[REQUIRED WORK]
Among the lines of this material, find those holding the word "distintos" and report how many there are, with nothing added.

[MATERIAL PROVIDED]

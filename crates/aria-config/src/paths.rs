use directories::ProjectDirs;
use std::path::PathBuf;
use thiserror::Error;

/// Variable de entorno que fuerza una instalación "portable".
pub const BASE_DIR_ENV: &str = "ARIA_BASE_DIR";

#[derive(Debug, Error)]
pub enum ConfigError {
  #[error("io error: {0}")]
  Io(#[from] std::io::Error),
  #[error("toml error: {0}")]
  Toml(#[from] toml::de::Error),
  #[error("directories error: could not determine home directory")]
  Directories,
  #[error("other: {0}")]
  Other(String),
}

/// Directorios en disco usados por Aria.
#[derive(Debug, Clone)]
pub struct AriaPaths {
  pub base_dir: PathBuf,
  pub config_dir: PathBuf,
  pub data_dir: PathBuf,
  pub cache_dir: PathBuf,
}

impl AriaPaths {
  /// Resuelve los directorios (portable vía `ARIA_BASE_DIR`, o los del sistema)
  /// y los crea si todavía no existen.
  pub fn detect() -> Result<Self, ConfigError> {
    let paths = match std::env::var(BASE_DIR_ENV) {
      Ok(env_base) => Self::portable(PathBuf::from(env_base)),
      Err(_) => {
        let proj_dirs = ProjectDirs::from("com", "aria", "aria").ok_or(ConfigError::Directories)?;
        Self {
          base_dir: proj_dirs.config_dir().to_path_buf(),
          config_dir: proj_dirs.config_dir().to_path_buf(),
          data_dir: proj_dirs.data_dir().to_path_buf(),
          cache_dir: proj_dirs.cache_dir().to_path_buf(),
        }
      }
    };

    paths.ensure_dirs()?;
    Ok(paths)
  }

  /// Layout portable: todo cuelga de un único directorio base.
  pub fn portable(base: PathBuf) -> Self {
    Self {
      config_dir: base.join("config"),
      data_dir: base.join("data"),
      cache_dir: base.join("cache"),
      base_dir: base,
    }
  }

  pub fn ensure_dirs(&self) -> Result<(), ConfigError> {
    std::fs::create_dir_all(&self.config_dir)?;
    std::fs::create_dir_all(&self.data_dir)?;
    std::fs::create_dir_all(&self.cache_dir)?;
    Ok(())
  }

  pub fn config_file(&self) -> PathBuf {
    self.config_dir.join("aria.toml")
  }
}
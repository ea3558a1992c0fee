use crate::io::atomic_write_str;
use crate::paths::{AriaPaths, ConfigError};
use serde::Serialize;
use serde::de::DeserializeOwned;
use std::fs;
use std::io::ErrorKind;
use std::path::PathBuf;

use toml_edit::{DocumentMut, Item};

/// Acceso por secciones (`[catalog]`, `[logging]`, ...) al fichero de configuración.
pub trait ConfigBackend {
  fn load_section<T: DeserializeOwned>(&self, section: &str) -> Result<T, ConfigError>;
  fn save_section<T: Serialize>(&self, section: &str, value: &T) -> Result<(), ConfigError>;
}

pub struct TomlConfigBackend {
  paths: AriaPaths,
}

impl TomlConfigBackend {
  pub fn new(paths: AriaPaths) -> Self {
    Self { paths }
  }

  pub fn config_file(&self) -> PathBuf {
    self.paths.config_file()
  }

  /// Igual que [`ConfigBackend::load_section`], pero un fichero o una sección
  /// ausentes producen `T::default()` en vez de error.
  pub fn load_section_with_default<T>(&self, section: &str) -> Result<T, ConfigError>
  where
    T: DeserializeOwned + Default,
  {
    let content = match fs::read_to_string(self.config_file()) {
      Ok(c) => c,
      Err(e) if e.kind() == ErrorKind::NotFound => return Ok(T::default()),
      Err(e) => return Err(e.into()),
    };

    let toml_val: toml::Table = toml::from_str(&content)?;

    let Some(table) = toml_val.get(section) else {
      return Ok(T::default());
    };

    decode_section(section, table)
  }
}

fn decode_section<T: DeserializeOwned>(section: &str, table: &toml::Value) -> Result<T, ConfigError> {
  table
    .clone()
    .try_into()
    .map_err(|e| ConfigError::Other(format!("decode section [{section}]: {e}")))
}

impl ConfigBackend for TomlConfigBackend {
  fn load_section<T: DeserializeOwned>(&self, section: &str) -> Result<T, ConfigError> {
    let path = self.config_file();
    let content = fs::read_to_string(&path)?;
    let toml_val: toml::Table = toml::from_str(&content)?;

    let table = toml_val
      .get(section)
      .ok_or_else(|| ConfigError::Other(format!("missing section [{section}] in {:?}", path)))?;

    decode_section(section, table)
  }

  fn save_section<T: Serialize>(&self, section: &str, value: &T) -> Result<(), ConfigError> {
    let path = self.config_file();

    // Se parte del documento existente para conservar comentarios y el resto de secciones.
    let mut doc: DocumentMut = match fs::read_to_string(&path) {
      Ok(content) => content
        .parse::<DocumentMut>()
        .map_err(|e| ConfigError::Other(format!("parse toml_edit doc: {e}")))?,
      Err(e) if e.kind() == ErrorKind::NotFound => DocumentMut::new(),
      Err(e) => return Err(e.into()),
    };

    let section_str = toml::to_string(value)
      .map_err(|e| ConfigError::Other(format!("encode section [{section}]: {e}")))?;

    let section_item: Item = section_str
      .parse::<DocumentMut>()
      .map_err(|e| ConfigError::Other(format!("parse section as doc: {e}")))?
      .into_item();

    doc[section] = section_item;

    atomic_write_str(&path, &doc.to_string())?;

    Ok(())
  }
}
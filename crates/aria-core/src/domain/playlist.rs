use crate::domain::ids::PlaylistId;
use serde::{Deserialize, Serialize};

/// Una playlist. Sus canciones y oyentes se guardan como relaciones.
#[derive(Debug, Clone, PartialEq, Eq, Serialize, Deserialize)]
pub struct Playlist {
  pub id: PlaylistId,
  pub title: String,
}

impl Playlist {
  pub fn new(title: impl Into<String>) -> Self {
    Self { id: PlaylistId::new(), title: title.into() }
  }
}
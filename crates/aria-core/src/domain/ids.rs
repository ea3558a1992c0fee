use serde::{Deserialize, Serialize};
use std::fmt;
use uuid::Uuid;

/// Declara un identificador opaco respaldado por un UUID v4.
///
/// Las entidades del catálogo se distinguen por identidad, no por nombre:
/// dos artistas llamados igual siguen siendo artistas distintos.
macro_rules! uuid_id {
  ($(#[$meta:meta])* $name:ident) => {
    $(#[$meta])*
    #[derive(Debug, Clone, Copy, PartialEq, Eq, Hash, Serialize, Deserialize)]
    pub struct $name(Uuid);

    impl $name {
      /// Genera un nuevo identificador único.
      pub fn new() -> Self {
        $name(Uuid::new_v4())
      }

      pub fn from_uuid(u: Uuid) -> Self {
        $name(u)
      }

      pub fn as_uuid(&self) -> Uuid {
        self.0
      }
    }

    impl Default for $name {
      fn default() -> Self {
        Self::new()
      }
    }

    impl From<Uuid> for $name {
      fn from(u: Uuid) -> Self {
        $name(u)
      }
    }

    impl From<$name> for Uuid {
      fn from(id: $name) -> Self {
        id.0
      }
    }

    impl fmt::Display for $name {
      fn fmt(&self, f: &mut fmt::Formatter<'_>) -> fmt::Result {
        self.0.fmt(f)
      }
    }
  };
}

uuid_id!(
  /// Identificador de un [`Artist`](crate::domain::Artist).
  ArtistId
);
uuid_id!(
  /// Identificador de un [`Album`](crate::domain::Album).
  AlbumId
);
uuid_id!(
  /// Identificador de una [`Song`](crate::domain::Song).
  SongId
);
uuid_id!(
  /// Identificador de una [`Playlist`](crate::domain::Playlist).
  PlaylistId
);
uuid_id!(
  /// Identificador de un [`User`](crate::domain::User).
  UserId
);

#[cfg(test)]
mod tests {
  use super::*;

  #[test]
  fn fresh_ids_are_distinct() {
    assert_ne!(SongId::new(), SongId::new());
  }

  #[test]
  fn uuid_conversions_preserve_value() {
    let raw = Uuid::new_v4();
    let id = ArtistId::from(raw);

    assert_eq!(id.as_uuid(), raw);
    assert_eq!(Uuid::from(id), raw);
    assert_eq!(id.to_string(), raw.to_string());
  }
}
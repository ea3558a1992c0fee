use crate::domain::ids::SongId;
use serde::{Deserialize, Serialize};

/// Una canción. Pertenece a exactamente un álbum desde su creación.
#[derive(Debug, Clone, PartialEq, Eq, Serialize, Deserialize)]
pub struct Song {
  pub id: SongId,
  pub title: String,

  /// Duración en segundos.
  pub length: u32,

  /// Siempre igual al número de usuarios distintos que le dieron like.
  pub likes: u32,
}

impl Song {
  pub fn new(title: impl Into<String>, length: u32) -> Self {
    Self { id: SongId::new(), title: title.into(), length, likes: 0 }
  }
}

[EXERCISE ANSWER]
2